Wednesday, 15 January 2020
Hall B (Boston Convention and Exhibition Center)
Remata S. Reddy, Jackson State Univ., Jackson, MS; and D. Lu and M. Fadavi

Over the last decade, there has been an overall increase in the number of Atlantic Hurricanes and those making landfall in the United States and around the world and attributed to global warming. The 2005 hurricane season serves as a prime example with 27 named systems, three Category 5 hurricanes and unprecedented loss of life (>1000 fatalities) and damage (> $100 billion) in the United States. Understanding the genesis, evolution and intensity/track of tropical cyclones is limited by a shortage of observations and knowledge of key processes (atmospheric, oceanic and air-sea interactions).

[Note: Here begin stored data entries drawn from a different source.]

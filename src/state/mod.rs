//! Application wiring: one catalog, one tracker and one resolver built from
//! the configuration and shared by every surface.

use std::sync::Arc;

use anyhow::{Context, Result};
use gear5tv_catalog::Catalog;
use tokio::sync::broadcast;

use crate::config::Config;
use crate::playback::{PlaybackRequest, PlaybackSession};
use crate::player::SourceResolver;
use crate::progress::{Clock, ProgressEvent, ProgressTracker, SystemClock};
use crate::resume::ContinueWatchingSurface;
use crate::storage::{FileStore, KeyValueStore};

pub struct AppState {
    config: Config,
    catalog: Arc<Catalog>,
    tracker: Arc<ProgressTracker>,
    resolver: SourceResolver,
}

impl AppState {
    /// Build from config, persisting progress under `storage.data_dir`.
    pub fn new(config: Config) -> Result<Arc<Self>> {
        let data_dir = config.storage.resolved_data_dir();
        tracing::debug!("Using data directory {:?}", data_dir);
        let store: Arc<dyn KeyValueStore> = Arc::new(FileStore::new(data_dir));
        Self::with_store(config, store, Arc::new(SystemClock))
    }

    /// Build with an explicit store and clock.
    pub fn with_store(
        config: Config,
        store: Arc<dyn KeyValueStore>,
        clock: Arc<dyn Clock>,
    ) -> Result<Arc<Self>> {
        let catalog = match &config.catalog.path {
            Some(path) => Catalog::load(path)
                .with_context(|| format!("Failed to load catalog: {:?}", path))?,
            None => Catalog::embedded().context("Failed to load built-in catalog")?,
        };
        tracing::debug!("Catalog has {} titles", catalog.len());

        let tracker = ProgressTracker::new(
            store,
            clock,
            config.storage.progress_key.clone(),
            config.tracker.max_entries,
        );
        let resolver = SourceResolver::new(config.player.direct_extensions.clone());

        Ok(Arc::new(Self {
            config,
            catalog: Arc::new(catalog),
            tracker,
            resolver,
        }))
    }

    pub fn config(&self) -> &Config {
        &self.config
    }

    pub fn catalog(&self) -> &Catalog {
        &self.catalog
    }

    pub fn tracker(&self) -> &Arc<ProgressTracker> {
        &self.tracker
    }

    pub fn resolver(&self) -> &SourceResolver {
        &self.resolver
    }

    pub fn subscribe(&self) -> broadcast::Receiver<ProgressEvent> {
        self.tracker.subscribe()
    }

    pub fn continue_watching(&self) -> ContinueWatchingSurface<Catalog> {
        ContinueWatchingSurface::new(
            self.tracker.clone(),
            self.catalog.clone(),
            self.config.resume.max_items,
        )
    }

    pub fn open_playback(&self, request: &PlaybackRequest) -> gear5tv_common::Result<PlaybackSession> {
        PlaybackSession::open(
            self.catalog.as_ref(),
            self.tracker.clone(),
            &self.resolver,
            request,
            self.config.player.save_interval_secs,
        )
    }
}
//! Derived rows shown on the home and watch pages.

use crate::catalog::{Catalog, CatalogLookup};
use crate::models::CatalogTitle;

/// Titles with a spotlight rank, lowest rank first.
pub fn spotlight(catalog: &Catalog) -> Vec<&CatalogTitle> {
    let mut titles: Vec<&CatalogTitle> = catalog
        .titles()
        .iter()
        .filter(|t| t.spotlight_rank.is_some())
        .collect();
    titles.sort_by_key(|t| t.spotlight_rank.unwrap_or(0));
    titles
}

/// The first `limit` titles in catalog order.
pub fn popular(catalog: &Catalog, limit: usize) -> Vec<&CatalogTitle> {
    catalog.titles().iter().take(limit).collect()
}

/// Other titles sharing at least one genre with `id`.
pub fn related<'a>(catalog: &'a Catalog, id: &str, limit: usize) -> Vec<&'a CatalogTitle> {
    let Some(anchor) = catalog.find_by_id(id) else {
        return Vec::new();
    };

    catalog
        .titles()
        .iter()
        .filter(|t| t.id != anchor.id && t.shares_genre_with(anchor))
        .take(limit)
        .collect()
}

/// Long-running series in catalog order.
pub fn long_series(catalog: &Catalog) -> Vec<&CatalogTitle> {
    catalog
        .titles()
        .iter()
        .filter(|t| t.is_long_series())
        .collect()
}

/// Titles with a trailer, newest year first.
pub fn latest_trailers(catalog: &Catalog, limit: usize) -> Vec<&CatalogTitle> {
    let mut titles: Vec<&CatalogTitle> = catalog
        .titles()
        .iter()
        .filter(|t| t.trailer_url.as_deref().is_some_and(|u| !u.trim().is_empty()))
        .collect();
    titles.sort_by(|a, b| b.year.cmp(&a.year));
    titles.into_iter().take(limit).collect()
}
//! Shared test harness for integration tests.
//!
//! Provides [`TestHarness`], which wires a [`ProgressTracker`] to an
//! in-memory store and a manual clock so tests control both persistence and
//! timestamps.

#![allow(dead_code)]

use std::sync::Arc;

use gear5tv::config::Config;
use gear5tv::progress::{ManualClock, ProgressInput, ProgressTracker, DEFAULT_PROGRESS_KEY};
use gear5tv::state::AppState;
use gear5tv::storage::MemoryStore;

pub struct TestHarness {
    pub store: Arc<MemoryStore>,
    pub clock: Arc<ManualClock>,
    pub tracker: Arc<ProgressTracker>,
}

impl TestHarness {
    /// Harness with the default retention cap.
    pub fn new() -> Self {
        Self::with_cap(20)
    }

    pub fn with_cap(max_entries: usize) -> Self {
        Self::with_store(Arc::new(MemoryStore::new()), max_entries)
    }

    /// Harness over a pre-seeded store.
    pub fn with_store(store: Arc<MemoryStore>, max_entries: usize) -> Self {
        let clock = Arc::new(ManualClock::new(1_700_000_000_000));
        let tracker =
            ProgressTracker::new(store.clone(), clock.clone(), DEFAULT_PROGRESS_KEY, max_entries);
        Self {
            store,
            clock,
            tracker,
        }
    }

    /// Save after moving the clock forward one second.
    pub fn save(&self, id: &str, season: u32, episode: u32, position: f64, duration: f64) {
        self.clock.advance(1_000);
        self.tracker
            .save_progress(ProgressInput::new(id, season, episode, position, duration))
            .unwrap();
    }

    /// Ids in tracker order.
    pub fn ids(&self) -> Vec<String> {
        self.tracker
            .history()
            .iter()
            .map(|e| e.content_id.to_string())
            .collect()
    }

    /// Raw persisted collection.
    pub fn persisted(&self) -> serde_json::Value {
        let raw = self.store.raw(DEFAULT_PROGRESS_KEY).unwrap_or_else(|| "[]".to_string());
        serde_json::from_str(&raw).unwrap()
    }

    /// Reopen a tracker over the same store.
    pub fn reopen(&self) -> Arc<ProgressTracker> {
        ProgressTracker::new(
            self.store.clone(),
            self.clock.clone(),
            DEFAULT_PROGRESS_KEY,
            self.tracker.max_entries(),
        )
    }

    /// Application state sharing this harness's store and clock.
    pub fn app_state(&self) -> Arc<AppState> {
        AppState::with_store(Config::default(), self.store.clone(), self.clock.clone()).unwrap()
    }
}
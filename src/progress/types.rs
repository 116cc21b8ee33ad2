use gear5tv_common::{ContentId, Error, Result};
use serde::{Deserialize, Serialize};

/// Saved playback position for one catalog title.
///
/// Collections written by older builds used `animeId`, `season`, `episode`,
/// `progress`, `duration` and `timestamp`; those names are still read.
#[derive(Debug, Clone, PartialEq, Serialize, Deserialize)]
#[serde(rename_all = "camelCase")]
pub struct WatchProgressEntry {
    #[serde(alias = "animeId")]
    pub content_id: ContentId,
    #[serde(default = "default_index", alias = "season")]
    pub season_index: u32,
    #[serde(default = "default_index", alias = "episode")]
    pub episode_index: u32,
    #[serde(alias = "progress")]
    pub position_seconds: f64,
    #[serde(alias = "duration")]
    pub duration_seconds: f64,
    #[serde(alias = "timestamp")]
    pub updated_at_epoch_millis: i64,
}

fn default_index() -> u32 {
    1
}

impl WatchProgressEntry {
    /// Check the numeric fields are usable.
    pub fn validate(&self) -> Result<()> {
        if self.content_id.as_str().trim().is_empty() {
            return Err(Error::validation("entry has an empty content id"));
        }
        check_seconds("position", self.position_seconds)?;
        check_seconds("duration", self.duration_seconds)?;
        if self.updated_at_epoch_millis < 0 {
            return Err(Error::validation(format!(
                "entry {} has a negative timestamp",
                self.content_id
            )));
        }
        Ok(())
    }

    /// Seconds left to watch, never negative.
    pub fn remaining_seconds(&self) -> f64 {
        (self.duration_seconds - self.position_seconds).max(0.0)
    }
}

/// Values supplied by the player for one save.
#[derive(Debug, Clone, PartialEq)]
pub struct ProgressInput {
    pub content_id: ContentId,
    pub season_index: u32,
    pub episode_index: u32,
    pub position_seconds: f64,
    pub duration_seconds: f64,
}

impl ProgressInput {
    pub fn new(
        content_id: impl Into<ContentId>,
        season_index: u32,
        episode_index: u32,
        position_seconds: f64,
        duration_seconds: f64,
    ) -> Self {
        Self {
            content_id: content_id.into(),
            season_index,
            episode_index,
            position_seconds,
            duration_seconds,
        }
    }

    pub fn validate(&self) -> Result<()> {
        if self.content_id.as_str().trim().is_empty() {
            return Err(Error::invalid_input("content id is required"));
        }
        if self.season_index == 0 || self.episode_index == 0 {
            return Err(Error::invalid_input(format!(
                "season and episode start at 1, got S{}E{}",
                self.season_index, self.episode_index
            )));
        }
        check_seconds("position", self.position_seconds)?;
        check_seconds("duration", self.duration_seconds)
    }

    pub(crate) fn into_entry(self, updated_at_epoch_millis: i64) -> WatchProgressEntry {
        WatchProgressEntry {
            content_id: self.content_id,
            season_index: self.season_index,
            episode_index: self.episode_index,
            position_seconds: self.position_seconds,
            duration_seconds: self.duration_seconds,
            updated_at_epoch_millis,
        }
    }
}

fn check_seconds(field: &str, value: f64) -> Result<()> {
    if !value.is_finite() || value < 0.0 {
        return Err(Error::invalid_input(format!(
            "{} must be a non-negative number of seconds, got {}",
            field, value
        )));
    }
    Ok(())
}

/// Change notification broadcast by the tracker after each write.
#[derive(Debug, Clone, PartialEq, Serialize)]
#[serde(tag = "event_type", rename_all = "snake_case")]
pub enum ProgressEvent {
    /// An entry was created or replaced.
    Saved {
        #[serde(flatten)]
        entry: WatchProgressEntry,
    },
    /// An entry was removed.
    Removed { content_id: ContentId },
}

impl ProgressEvent {
    pub fn content_id(&self) -> &ContentId {
        match self {
            ProgressEvent::Saved { entry } => &entry.content_id,
            ProgressEvent::Removed { content_id } => content_id,
        }
    }
}

#[cfg(test)]
mod tests {
    use super::*;

    #[test]
    fn test_serializes_current_field_names() {
        let entry = ProgressInput::new("a", 1, 3, 300.0, 1200.0).into_entry(42);
        let json = serde_json::to_value(&entry).unwrap();
        assert_eq!(json["contentId"], "a");
        assert_eq!(json["seasonIndex"], 1);
        assert_eq!(json["episodeIndex"], 3);
        assert_eq!(json["positionSeconds"], 300.0);
        assert_eq!(json["durationSeconds"], 1200.0);
        assert_eq!(json["updatedAtEpochMillis"], 42);
    }

    #[test]
    fn test_reads_legacy_field_names() {
        let json = r#"{"animeId":"one-piece","season":1,"episode":2,"progress":61.5,"duration":1440,"timestamp":1700000000000}"#;
        let entry: WatchProgressEntry = serde_json::from_str(json).unwrap();
        assert_eq!(entry.content_id.as_str(), "one-piece");
        assert_eq!(entry.episode_index, 2);
        assert_eq!(entry.position_seconds, 61.5);
        assert_eq!(entry.duration_seconds, 1440.0);
        assert_eq!(entry.updated_at_epoch_millis, 1_700_000_000_000);
    }

    #[test]
    fn test_validate_rejects_negative_and_blank() {
        let mut entry = ProgressInput::new("a", 1, 1, 10.0, 20.0).into_entry(1);
        assert!(entry.validate().is_ok());

        entry.position_seconds = -1.0;
        assert!(entry.validate().is_err());

        let input = ProgressInput::new(" ", 1, 1, 0.0, 0.0);
        assert!(input.validate().is_err());

        let input = ProgressInput::new("a", 1, 1, f64::NAN, 10.0);
        assert!(input.validate().is_err());
    }

    #[test]
    fn test_remaining_seconds() {
        let entry = ProgressInput::new("a", 1, 1, 90.0, 60.0).into_entry(1);
        assert_eq!(entry.remaining_seconds(), 0.0);
    }

    #[test]
    fn test_event_tagging() {
        let event = ProgressEvent::Removed {
            content_id: ContentId::from("x"),
        };
        let json = serde_json::to_value(&event).unwrap();
        assert_eq!(json["event_type"], "removed");
        assert_eq!(event.content_id().as_str(), "x");
    }
}
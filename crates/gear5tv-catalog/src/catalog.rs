//! Catalog loading and id lookup.

use std::collections::{HashMap, HashSet};
use std::path::Path;

use gear5tv_common::{ContentId, Error, Result};

use crate::models::CatalogTitle;

/// Dataset compiled into the binary, used when no catalog file is configured.
const EMBEDDED_CATALOG: &str = include_str!("../data/catalog.json");

/// Synchronous, read-only lookup of titles by id.
pub trait CatalogLookup {
    /// Return the title with the given id, if the catalog contains it.
    fn find_by_id(&self, id: &str) -> Option<&CatalogTitle>;
}

/// In-memory, immutable collection of titles in display order.
#[derive(Debug, Clone)]
pub struct Catalog {
    titles: Vec<CatalogTitle>,
    index: HashMap<ContentId, usize>,
}

impl Catalog {
    /// Build a catalog, rejecting blank or duplicate ids and duplicate
    /// season/episode numbers within a title.
    pub fn new(titles: Vec<CatalogTitle>) -> Result<Self> {
        let mut index = HashMap::with_capacity(titles.len());

        for (pos, title) in titles.iter().enumerate() {
            if title.id.as_str().trim().is_empty() {
                return Err(Error::validation(format!(
                    "catalog entry {} has an empty id",
                    pos
                )));
            }
            if index.insert(title.id.clone(), pos).is_some() {
                return Err(Error::validation(format!(
                    "duplicate catalog id: {}",
                    title.id
                )));
            }
            validate_seasons(title)?;
        }

        Ok(Self { titles, index })
    }

    /// Load the dataset compiled into the binary.
    pub fn embedded() -> Result<Self> {
        Self::from_json(EMBEDDED_CATALOG)
    }

    /// Parse a catalog from a JSON array of titles.
    pub fn from_json(json: &str) -> Result<Self> {
        let titles: Vec<CatalogTitle> = serde_json::from_str(json)?;
        Self::new(titles)
    }

    /// Load a catalog from a JSON file.
    pub fn load(path: &Path) -> Result<Self> {
        let content = std::fs::read_to_string(path)?;
        let catalog = Self::from_json(&content)?;
        tracing::debug!("Loaded {} titles from {:?}", catalog.len(), path);
        Ok(catalog)
    }

    /// All titles in catalog order.
    pub fn titles(&self) -> &[CatalogTitle] {
        &self.titles
    }

    pub fn len(&self) -> usize {
        self.titles.len()
    }

    pub fn is_empty(&self) -> bool {
        self.titles.is_empty()
    }

    pub fn contains(&self, id: &str) -> bool {
        self.find_by_id(id).is_some()
    }
}

impl CatalogLookup for Catalog {
    fn find_by_id(&self, id: &str) -> Option<&CatalogTitle> {
        self.index
            .get(&ContentId::from(id))
            .and_then(|&pos| self.titles.get(pos))
    }
}

fn validate_seasons(title: &CatalogTitle) -> Result<()> {
    let mut seasons = HashSet::new();
    for season in &title.seasons {
        if !seasons.insert(season.season_number) {
            return Err(Error::validation(format!(
                "title {} lists season {} twice",
                title.id, season.season_number
            )));
        }

        let mut episodes = HashSet::new();
        for episode in &season.episodes {
            if !episodes.insert(episode.episode_number) {
                return Err(Error::validation(format!(
                    "title {} season {} lists episode {} twice",
                    title.id, season.season_number, episode.episode_number
                )));
            }
        }
    }
    Ok(())
}
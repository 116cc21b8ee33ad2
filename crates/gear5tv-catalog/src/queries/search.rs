//! Free-text title search.

use crate::catalog::Catalog;
use crate::models::CatalogTitle;

/// Find titles whose name or any genre contains `query`, ignoring case.
///
/// A blank query matches nothing. Results keep catalog order.
pub fn search<'a>(catalog: &'a Catalog, query: &str) -> Vec<&'a CatalogTitle> {
    let needle = query.trim().to_lowercase();
    if needle.is_empty() {
        return Vec::new();
    }

    catalog
        .titles()
        .iter()
        .filter(|title| {
            title.title.to_lowercase().contains(&needle)
                || title
                    .genres
                    .iter()
                    .any(|g| g.to_lowercase().contains(&needle))
        })
        .collect()
}
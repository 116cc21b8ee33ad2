//! Watch-progress tracker.
//!
//! Keeps one entry per title, most recently updated first, bounded to
//! `max_entries`. The collection is mirrored in memory and written to the
//! key-value store as a single JSON array on every change. A store that
//! cannot be read yields an empty collection; a store that cannot be written
//! is logged and the in-memory mirror stays authoritative.

mod clock;
mod types;

pub use clock::{Clock, ManualClock, SystemClock};
pub use types::*;

use std::collections::HashSet;
use std::sync::Arc;

use gear5tv_common::{ContentId, Result};
use parking_lot::RwLock;
use tokio::sync::broadcast;

use crate::storage::KeyValueStore;

/// Store key of the progress collection.
pub const DEFAULT_PROGRESS_KEY: &str = "gear5tv-watch-progress";

/// Retention cap.
pub const DEFAULT_MAX_ENTRIES: usize = 20;

pub struct ProgressTracker {
    entries: RwLock<Vec<WatchProgressEntry>>,
    store: Arc<dyn KeyValueStore>,
    clock: Arc<dyn Clock>,
    key: String,
    max_entries: usize,
    event_tx: broadcast::Sender<ProgressEvent>,
}

impl ProgressTracker {
    /// Create a tracker and load whatever the store currently holds.
    pub fn new(
        store: Arc<dyn KeyValueStore>,
        clock: Arc<dyn Clock>,
        key: impl Into<String>,
        max_entries: usize,
    ) -> Arc<Self> {
        let (event_tx, _) = broadcast::channel(64);
        let key = key.into();
        let max_entries = max_entries.max(1);
        let entries = load_entries(store.as_ref(), &key, max_entries);

        Arc::new(Self {
            entries: RwLock::new(entries),
            store,
            clock,
            key,
            max_entries,
            event_tx,
        })
    }

    /// Tracker with the default key and cap, stamped by the wall clock.
    pub fn with_defaults(store: Arc<dyn KeyValueStore>) -> Arc<Self> {
        Self::new(
            store,
            Arc::new(SystemClock),
            DEFAULT_PROGRESS_KEY,
            DEFAULT_MAX_ENTRIES,
        )
    }

    pub fn subscribe(&self) -> broadcast::Receiver<ProgressEvent> {
        self.event_tx.subscribe()
    }

    pub fn max_entries(&self) -> usize {
        self.max_entries
    }

    /// Record a position, replacing any earlier entry for the same title.
    ///
    /// Only malformed input is an error. A failed store write is logged and
    /// the entry is still kept in memory.
    pub fn save_progress(&self, input: ProgressInput) -> Result<WatchProgressEntry> {
        input.validate()?;
        let now = self.clock.now_millis();

        let entry = {
            let mut entries = self.entries.write();
            // A clock that stepped back must not reorder the collection.
            let stamp = entries
                .first()
                .map_or(now, |newest| now.max(newest.updated_at_epoch_millis));
            let entry = input.into_entry(stamp);
            entries.retain(|e| e.content_id != entry.content_id);
            entries.insert(0, entry.clone());
            entries.truncate(self.max_entries);
            self.persist(&entries);
            entry
        };

        tracing::debug!(
            "Saved progress for {} S{}E{} at {:.1}/{:.1}s",
            entry.content_id,
            entry.season_index,
            entry.episode_index,
            entry.position_seconds,
            entry.duration_seconds
        );
        self.broadcast(ProgressEvent::Saved {
            entry: entry.clone(),
        });

        Ok(entry)
    }

    pub fn get_progress(&self, content_id: &str) -> Option<WatchProgressEntry> {
        let entries = self.entries.read();
        entries
            .iter()
            .find(|e| e.content_id.as_str() == content_id)
            .cloned()
    }

    /// Drop the entry for a title. Returns `false`, without writing, when
    /// there was none.
    pub fn remove_progress(&self, content_id: &str) -> bool {
        {
            let mut entries = self.entries.write();
            let len_before = entries.len();
            entries.retain(|e| e.content_id.as_str() != content_id);
            if entries.len() == len_before {
                return false;
            }
            self.persist(&entries);
        }

        tracing::debug!("Removed progress for {}", content_id);
        self.broadcast(ProgressEvent::Removed {
            content_id: ContentId::from(content_id),
        });
        true
    }

    /// The whole collection, most recent first.
    pub fn history(&self) -> Vec<WatchProgressEntry> {
        self.entries.read().clone()
    }

    pub fn len(&self) -> usize {
        self.entries.read().len()
    }

    pub fn is_empty(&self) -> bool {
        self.entries.read().is_empty()
    }

    fn persist(&self, entries: &[WatchProgressEntry]) {
        let result = serde_json::to_string(entries)
            .map_err(gear5tv_common::Error::from)
            .and_then(|json| self.store.set(&self.key, &json));
        if let Err(e) = result {
            tracing::warn!("Failed to persist watch progress: {}", e);
        }
    }

    fn broadcast(&self, event: ProgressEvent) {
        if self.event_tx.send(event).is_err() {
            tracing::trace!("No subscribers for progress event");
        }
    }
}

/// Read, validate and normalize the stored collection.
fn load_entries(store: &dyn KeyValueStore, key: &str, max_entries: usize) -> Vec<WatchProgressEntry> {
    let raw = match store.get(key) {
        Ok(Some(raw)) => raw,
        Ok(None) => return Vec::new(),
        Err(e) => {
            tracing::warn!("Failed to read watch progress: {}", e);
            return Vec::new();
        }
    };

    match parse_entries(&raw) {
        Ok(entries) => normalize(entries, max_entries),
        Err(e) => {
            tracing::warn!("Ignoring stored watch progress: {}", e);
            Vec::new()
        }
    }
}

/// Parse a stored collection, rejecting it as a whole if any entry is bad.
pub fn parse_entries(raw: &str) -> Result<Vec<WatchProgressEntry>> {
    let entries: Vec<WatchProgressEntry> = serde_json::from_str(raw)?;
    for entry in &entries {
        entry.validate()?;
    }
    Ok(entries)
}

/// Sort by recency, keep the newest entry per title, apply the cap.
pub fn normalize(mut entries: Vec<WatchProgressEntry>, max_entries: usize) -> Vec<WatchProgressEntry> {
    entries.sort_by(|a, b| b.updated_at_epoch_millis.cmp(&a.updated_at_epoch_millis));

    let mut seen = HashSet::new();
    entries.retain(|e| seen.insert(e.content_id.clone()));
    entries.truncate(max_entries);
    entries
}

This research focuses on the observational and numerical investigations of the air-sea interactions, tropical cyclone intensity change and track forecast associated with landfall of tropical cyclones. Numerical model (WRF/ARW) with data assimilations have been used for this research to investigate the model’s performances on hurricane tracks and intensities associated with the hurricane Katrina, which began to strengthen until reaching Category 5 on 28 August 2005. The model have been run on a doubly nested domain centered over the central Gulf of Mexico, with grid spacing of 90 km and 30 km for 6 hr periods, from August 28th to August 30th. We compared model output with the observations and the model is capable of simulating the surface features, intensity change and track associated with hurricane Katrina. The preliminary result shows that ARW has the best skill in hurricane intensity and tracking. We further investigate more parameter comparisons including precipitation variability, heat flux and high winds.